C’est en tout cas ce que sous-entend l’accord-cadre du 22 mars qui modifie de façon majeure leur système d’indemnisation. Fausse accusation raison de leur courroux.
Les 22 mars restent dangereux pour le pouvoir politique en France : plutôt que le printemps, ils annoncent la floraison de voix impatientes et la levée des barricades contre le pouvoir.
En 1968, le Mouvement du 22 mars préfigurait la révolte de Mai 68; en 2014, c’est l’accord du 22 mars sur l’assurance-chômage, et plus particulièrement la partie consacrée au régime des intermittents du spectacle, qui préfigure la révolte des artistes et des précaires.
Signé par le Medef, la CFDT, FO et la CFTC, agréé par le gouvernement, l’accord a secoué les collectifs d’intermittents, mobilisés à plein contre ce qu’ils considèrent comme une trahison de la gauche gouvernementale qui, depuis des années, les assurait de leur soutien.
Dans le cadre d’un plan d’économies, cette nouvelle convention Unédic prévoit une hausse des cotisations, un plafonnement des indemnisations et un allongement du délai de carence entre la fin du travail et le versement des allocations. Il n’en fallait pas plus pour mettre le feu aux poudres des scènes de France.

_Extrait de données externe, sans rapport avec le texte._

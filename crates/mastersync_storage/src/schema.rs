//! Identity schema and process specification storage.

use crate::dir::StoreDir;
use crate::error::StorageResult;
use parking_lot::RwLock;
use serde::{Deserialize, Serialize};
use serde_json::Value;
use std::collections::BTreeMap;
use std::path::PathBuf;
use std::sync::Arc;

const SCHEMA_FILE: &str = "schema.json";

/// Persists identity schemas and the process specs that ship with them.
///
/// Documents are versioned by the schema's `idVersion`. Writing the same
/// version again replaces the stored document.
pub trait SchemaStore: Send + Sync {
    /// Stores an identity schema document.
    fn create_identity_schema(&self, id_version: f64, document: &Value) -> StorageResult<()>;

    /// Stores one process specification under its key.
    fn create_process_spec(&self, key: &str, id_version: f64, spec: &Value) -> StorageResult<()>;

    /// Returns the identity schema with the highest version.
    fn latest_identity_schema(&self) -> StorageResult<Option<(f64, Value)>>;

    /// Returns a process specification.
    fn process_spec(&self, key: &str, id_version: f64) -> StorageResult<Option<Value>>;
}

/// Version rendered as a map key. `1.0` and `1` collapse to the same key.
fn version_key(id_version: f64) -> String {
    format!("{id_version:.3}")
}

#[derive(Debug, Default, Clone, Serialize, Deserialize)]
#[serde(rename_all = "camelCase")]
struct SchemaDocuments {
    identity_schemas: BTreeMap<String, VersionedDocument>,
    process_specs: BTreeMap<String, BTreeMap<String, Value>>,
}

#[derive(Debug, Clone, Serialize, Deserialize)]
#[serde(rename_all = "camelCase")]
struct VersionedDocument {
    id_version: f64,
    document: Value,
}

impl SchemaDocuments {
    fn put_identity(&mut self, id_version: f64, document: &Value) {
        self.identity_schemas.insert(
            version_key(id_version),
            VersionedDocument {
                id_version,
                document: document.clone(),
            },
        );
    }

    fn put_process(&mut self, key: &str, id_version: f64, spec: &Value) {
        self.process_specs
            .entry(key.to_string())
            .or_default()
            .insert(version_key(id_version), spec.clone());
    }

    fn latest(&self) -> Option<(f64, Value)> {
        self.identity_schemas
            .values()
            .max_by(|a, b| a.id_version.total_cmp(&b.id_version))
            .map(|d| (d.id_version, d.document.clone()))
    }

    fn process(&self, key: &str, id_version: f64) -> Option<Value> {
        self.process_specs
            .get(key)
            .and_then(|versions| versions.get(&version_key(id_version)))
            .cloned()
    }
}

/// In-memory schema store.
#[derive(Debug, Default)]
pub struct MemorySchemaStore {
    data: RwLock<SchemaDocuments>,
}

impl MemorySchemaStore {
    /// Creates an empty store.
    #[must_use]
    pub fn new() -> Self {
        Self::default()
    }

    /// Number of stored identity schema versions.
    #[must_use]
    pub fn identity_schema_count(&self) -> usize {
        self.data.read().identity_schemas.len()
    }

    /// Number of stored process specs across all keys and versions.
    #[must_use]
    pub fn process_spec_count(&self) -> usize {
        self.data
            .read()
            .process_specs
            .values()
            .map(BTreeMap::len)
            .sum()
    }
}

impl SchemaStore for MemorySchemaStore {
    fn create_identity_schema(&self, id_version: f64, document: &Value) -> StorageResult<()> {
        self.data.write().put_identity(id_version, document);
        Ok(())
    }

    fn create_process_spec(&self, key: &str, id_version: f64, spec: &Value) -> StorageResult<()> {
        self.data.write().put_process(key, id_version, spec);
        Ok(())
    }

    fn latest_identity_schema(&self) -> StorageResult<Option<(f64, Value)>> {
        Ok(self.data.read().latest())
    }

    fn process_spec(&self, key: &str, id_version: f64) -> StorageResult<Option<Value>> {
        Ok(self.data.read().process(key, id_version))
    }
}

/// Schema store persisted as `schema.json` in a store directory.
#[derive(Debug)]
pub struct FileSchemaStore {
    path: PathBuf,
    dir: Arc<StoreDir>,
    data: RwLock<SchemaDocuments>,
}

impl FileSchemaStore {
    /// Opens the schema file of a store directory, loading it if present.
    pub fn open(dir: Arc<StoreDir>) -> StorageResult<Self> {
        let path = dir.path().join(SCHEMA_FILE);
        let data = match dir.read(&path)? {
            Some(bytes) => serde_json::from_slice(&bytes)?,
            None => SchemaDocuments::default(),
        };
        Ok(Self {
            path,
            dir,
            data: RwLock::new(data),
        })
    }

    fn mutate(&self, f: impl FnOnce(&mut SchemaDocuments)) -> StorageResult<()> {
        let mut guard = self.data.write();
        let mut next = guard.clone();
        f(&mut next);
        self.dir
            .write_atomic(&self.path, &serde_json::to_vec_pretty(&next)?)?;
        *guard = next;
        Ok(())
    }
}

impl SchemaStore for FileSchemaStore {
    fn create_identity_schema(&self, id_version: f64, document: &Value) -> StorageResult<()> {
        self.mutate(|data| data.put_identity(id_version, document))
    }

    fn create_process_spec(&self, key: &str, id_version: f64, spec: &Value) -> StorageResult<()> {
        self.mutate(|data| data.put_process(key, id_version, spec))
    }

    fn latest_identity_schema(&self) -> StorageResult<Option<(f64, Value)>> {
        Ok(self.data.read().latest())
    }

    fn process_spec(&self, key: &str, id_version: f64) -> StorageResult<Option<Value>> {
        Ok(self.data.read().process(key, id_version))
    }
}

L’accord excluant la présence des intermittents eux-mêmes, il a été interprété comme une humiliation par la majorité des artistes et techniciens, prêts à tout, y compris l’annulation des festivals d’été, pour ne pas se laisser écraser et faire entendre leurs propositions, lucides et réfléchies.

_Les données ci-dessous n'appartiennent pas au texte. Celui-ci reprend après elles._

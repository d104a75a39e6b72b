//! In-memory entity store.

use crate::error::StorageResult;
use crate::store::{EntityStore, Table};
use mastersync_core::{Entity, EntityKey};
use parking_lot::RwLock;

/// An in-memory entity store.
///
/// Suitable for tests and for clients that reload master data on every
/// start. Thread-safe; share it behind an `Arc`.
///
/// # Example
///
/// ```rust
/// use mastersync_core::{Entity, EntityKey};
/// use mastersync_storage::{EntityStore, MemoryEntityStore};
/// use std::collections::BTreeMap;
///
/// let store = MemoryEntityStore::new("Language");
/// let entity = Entity {
///     shape: "Language".to_string(),
///     key: EntityKey::new(["eng"]),
///     fields: BTreeMap::new(),
/// };
/// assert_eq!(store.upsert_all(vec![entity.clone(), entity]).unwrap(), 2);
/// assert_eq!(store.len().unwrap(), 1);
/// ```
#[derive(Debug)]
pub struct MemoryEntityStore {
    table: String,
    data: RwLock<Table>,
}

impl MemoryEntityStore {
    /// Creates an empty store.
    #[must_use]
    pub fn new(table: impl Into<String>) -> Self {
        Self {
            table: table.into(),
            data: RwLock::new(Table::default()),
        }
    }

    /// Creates a store pre-populated with entities.
    ///
    /// # Errors
    ///
    /// Fails if the entities do not share one shape.
    pub fn with_entities(table: impl Into<String>, entities: Vec<Entity>) -> StorageResult<Self> {
        let store = Self::new(table);
        store.upsert_all(entities)?;
        Ok(store)
    }
}

impl EntityStore for MemoryEntityStore {
    fn table(&self) -> &str {
        &self.table
    }

    fn upsert_all(&self, entities: Vec<Entity>) -> StorageResult<usize> {
        self.data.write().upsert(&self.table, entities)
    }

    fn find_all_by_name(&self, name: &str) -> StorageResult<Vec<Entity>> {
        Ok(self.data.read().find_by_name(name))
    }

    fn delete(&self, key: &EntityKey) -> StorageResult<bool> {
        Ok(self.data.write().rows.remove(key).is_some())
    }

    fn get(&self, key: &EntityKey) -> StorageResult<Option<Entity>> {
        Ok(self.data.read().rows.get(key).cloned())
    }

    fn all(&self) -> StorageResult<Vec<Entity>> {
        Ok(self.data.read().rows.values().cloned().collect())
    }

    fn len(&self) -> StorageResult<usize> {
        Ok(self.data.read().rows.len())
    }
}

Afin de défendre non pas leur « statut » (ils n’ont pas de statut à proprement parler) mais leur régime d’assurance-chômage, encadré par les annexes VIII et X, qui leur assure des indemnités pendant les périodes où ils ne sont pas sous contrat. Une guerre a donc été déclarée; son armistice n’est pas encore signé, malgré la tentative de pacification, déployée sur le tard par le gouvernement, soudainement conscient de sa passivité coupable dans la gestion du dossier, laissé aux seules mains du Medef et de quelques syndicats. (…)
Le gouvernement a réagi en proposant la prise en charge du délai de carence (40 millions d’euros) et en confiant une mission à Hortense Archambault, ex-directrice du Festival d’Avignon ; Jean-Denis Combrexel, qui fut à la tête de la Direction générale du travail, et Jean-Patrick Gille, député PS, pour redéfinir d’ici la fin de l’année le régime.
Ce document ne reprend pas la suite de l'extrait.